For the assessment of MPEG audio codecs that are used for the transmission of high quality music between broadcast studios, real music should be used.

> Worst Case Items In the course of international standardization, thousands of test sequences must have been used, most of them did not really prove to be worst case items. For some signals, this is however the case, as they particularly expose a certain type of artefact, when passed through non-linear devices, such as codecs. As this critical character varies, you should include a representative set of reference signals in your test. Especially with wide band music codecs a variety of at least six to ten different test samples should be selected, since the performance of audio codecs differs widely depending on the test material.

> Duration of Signals The duration of the test sequence should be within the range of approximately four to eight seconds. Longer tests will lead to averaging effects (short distortions may be averaged down by a long but almost perfect transmission) and shorter sequences may not be long enough to contain representative parts of the signal. If for any reason very long reference files are desired, OPERA's feature of measuring just a short sequence out of the entire input signals could be of help. Details regarding this feature will you find in the OPERA user manual under chapter 4.

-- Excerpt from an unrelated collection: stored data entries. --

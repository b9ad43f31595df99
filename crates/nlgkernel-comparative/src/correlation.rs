//! Correlation relatedness kernels.
//!
//! Pearson correlation of each sub-series against a reference aggregate,
//! bucketed into five relatedness classes. Only bins carrying documents in
//! both series are paired.

use std::time::Instant;

use crate::messages::{CorrelationInput, CorrelationOutput};
use crate::types::{BucketTally, CorrelationBucket, Relatedness};
use nlgkernel_core::{
    domain::Domain,
    error::{KernelError, Result},
    kernel::KernelMetadata,
    traits::{BatchKernel, Kernel},
};

// ============================================================================
// Correlation Classifier Kernel
// ============================================================================

/// Correlation classifier kernel.
#[derive(Debug, Clone)]
pub struct CorrelationClassifier {
    metadata: KernelMetadata,
}

impl Default for CorrelationClassifier {
    fn default() -> Self {
        Self::new()
    }
}

impl CorrelationClassifier {
    /// Create a new correlation classifier kernel.
    #[must_use]
    pub fn new() -> Self {
        Self {
            metadata: KernelMetadata::batch(
                "comparative/correlation-buckets",
                Domain::ComparativeAnalysis,
            )
            .with_description("Pearson relatedness of sub-series against a reference"),
        }
    }

    /// Correlate `series` with `reference`, pairing bins nonzero in both.
    pub fn compute(series: &[f64], reference: &[f64]) -> Result<Relatedness> {
        let keep: Vec<bool> = series
            .iter()
            .zip(reference)
            .map(|(&a, &b)| a != 0.0 && b != 0.0)
            .collect();
        Self::compute_masked(series, reference, &keep)
    }

    /// Correlate `series` with `reference` over the bins where `keep` is set.
    ///
    /// Used for sentiment series, whose support comes from the matching
    /// document counts rather than the values themselves.
    pub fn compute_masked(
        series: &[f64],
        reference: &[f64],
        keep: &[bool],
    ) -> Result<Relatedness> {
        if series.len() != reference.len() || series.len() != keep.len() {
            return Err(KernelError::validation(format!(
                "correlated series differ in length: {}, {} and mask {}",
                series.len(),
                reference.len(),
                keep.len()
            )));
        }

        let (xs, ys): (Vec<f64>, Vec<f64>) = series
            .iter()
            .zip(reference)
            .zip(keep)
            .filter(|(_, &k)| k)
            .map(|((&x, &y), _)| (x, y))
            .unzip();

        let relatedness = match pearson(&xs, &ys) {
            Some(r) => Relatedness {
                coefficient: Some(r),
                bucket: Some(CorrelationBucket::classify(r)),
                pairs: xs.len(),
            },
            None => {
                tracing::warn!(pairs = xs.len(), "Correlation undefined; no bucket assigned");
                Relatedness::indeterminate(xs.len())
            }
        };

        Ok(relatedness)
    }

    /// Correlate every sub-series against the reference and group by bucket.
    pub fn classify_all(
        series: &[Vec<f64>],
        reference: &[f64],
    ) -> Result<(Vec<Relatedness>, BucketTally)> {
        let results = series
            .iter()
            .map(|s| Self::compute(s, reference))
            .collect::<Result<Vec<_>>>()?;
        let tally = BucketTally::tally(&results);
        Ok((results, tally))
    }
}

/// Pearson coefficient clamped to [-1, 1].
///
/// `None` with fewer than two pairs or zero variance in either series.
pub fn pearson(xs: &[f64], ys: &[f64]) -> Option<f64> {
    let n = xs.len().min(ys.len());
    if n < 2 {
        return None;
    }

    let mean_x = xs[..n].iter().sum::<f64>() / n as f64;
    let mean_y = ys[..n].iter().sum::<f64>() / n as f64;

    let mut cov = 0.0;
    let mut var_x = 0.0;
    let mut var_y = 0.0;
    for (x, y) in xs.iter().zip(ys) {
        let dx = x - mean_x;
        let dy = y - mean_y;
        cov += dx * dy;
        var_x += dx * dx;
        var_y += dy * dy;
    }

    if var_x <= 0.0 || var_y <= 0.0 {
        return None;
    }

    let r = cov / (var_x.sqrt() * var_y.sqrt());
    r.is_finite().then(|| r.clamp(-1.0, 1.0))
}

impl Kernel for CorrelationClassifier {
    fn metadata(&self) -> &KernelMetadata {
        &self.metadata
    }
}

impl BatchKernel<CorrelationInput, CorrelationOutput> for CorrelationClassifier {
    fn execute(&self, input: CorrelationInput) -> Result<CorrelationOutput> {
        let start = Instant::now();
        let (results, tally) = Self::classify_all(&input.series, &input.reference)?;
        Ok(CorrelationOutput {
            results,
            tally,
            compute_time_us: start.elapsed().as_micros() as u64,
        })
    }
}
//! Core kernel traits.
//!
//! This module defines the traits that all kernels implement:
//! - `Kernel`: Base trait exposing metadata and configuration checks
//! - `BatchKernel`: Trait for synchronous request/response kernels
//!
//! Execution is single-pass and synchronous. A kernel owns no mutable state
//! between calls, so the same instance can serve any number of reports.

use crate::error::Result;
use crate::kernel::KernelMetadata;
use std::fmt::Debug;

// ============================================================================
// Base Kernel Trait
// ============================================================================

/// Base trait for all kernels.
pub trait Kernel: Debug {
    /// Returns the kernel metadata.
    fn metadata(&self) -> &KernelMetadata;

    /// Validate kernel configuration.
    ///
    /// Called before execution to ensure parameters are usable.
    fn validate(&self) -> Result<()> {
        Ok(())
    }

    /// Returns the kernel ID.
    fn id(&self) -> &str {
        &self.metadata().id
    }
}

// ============================================================================
// Batch Kernel Trait
// ============================================================================

/// Trait for batch kernels.
///
/// Batch kernels take a typed input message and return a typed output
/// message. Outputs conventionally carry `compute_time_us`.
pub trait BatchKernel<I, O>: Kernel {
    /// Execute the kernel with the given input.
    ///
    /// # Arguments
    ///
    /// * `input` - The input data for the kernel
    ///
    /// # Returns
    ///
    /// The kernel output or an error.
    fn execute(&self, input: I) -> Result<O>;

    /// Validate the input before execution.
    ///
    /// Override to provide custom input validation.
    fn validate_input(&self, _input: &I) -> Result<()> {
        Ok(())
    }

    /// Validate then execute.
    fn run(&self, input: I) -> Result<O> {
        self.validate()?;
        self.validate_input(&input)?;
        self.execute(input)
    }
}

#[cfg(test)]
mod tests {
    use super::*;
    use crate::domain::Domain;
    use crate::error::KernelError;

    #[derive(Debug)]
    struct Doubler {
        metadata: KernelMetadata,
    }

    impl Kernel for Doubler {
        fn metadata(&self) -> &KernelMetadata {
            &self.metadata
        }
    }

    impl BatchKernel<Vec<f64>, Vec<f64>> for Doubler {
        fn execute(&self, input: Vec<f64>) -> Result<Vec<f64>> {
            Ok(input.into_iter().map(|v| v * 2.0).collect())
        }

        fn validate_input(&self, input: &Vec<f64>) -> Result<()> {
            if input.is_empty() {
                return Err(KernelError::validation("empty input"));
            }
            Ok(())
        }
    }

    #[test]
    fn test_run_validates_then_executes() {
        let kernel = Doubler {
            metadata: KernelMetadata::batch("core/doubler", Domain::Core),
        };
        assert_eq!(kernel.id(), "core/doubler");
        assert_eq!(kernel.run(vec![1.0, 2.5]).unwrap(), vec![2.0, 5.0]);
        assert!(kernel.run(Vec::new()).is_err());
    }
}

> Sample Rates The sample rate of the reference file is frequently already defined by the algorithm that shall be used for the evaluation of the recorded data. PEAQ according to ITU-R BS.1387 for example requires 48kHz sample rate, although the implementation in OPERA will deliver reliable results at 44.1kHz, too. Most speech quality measures are defined for 8 and 16kHz sample rate only. For more details, refer to the description of the individual algorithms or the standard documents that apply.

> Sample Format

The selection of the sample format should mainly be driven by considering the capabilities of the underlying hardware. While using e.g. the audio interfaces provided by OPERA, it makes sense to select '16bit linear'. Since currently all measures use 16bit linear internally, any higher resolution, although supported by the hardware, will not result in more accurate measurements. When performing test calls with the OPERA voice board, the sample format should be 8bit u-law or 8bit A-law (G.711). Otherwise the measurement will include at least one more step of encoding, since the DSP on the voice board will convert all input data back to G.711.

A set of typical wide band audio examples is recommended in the ITU-R recommendation BS.1387 and is part of the delivery of OPERA products. Suitable multi-lingual speech samples are also provided with OPERA, and some are available through the ITU-T, in the Series P Supplement 23, too.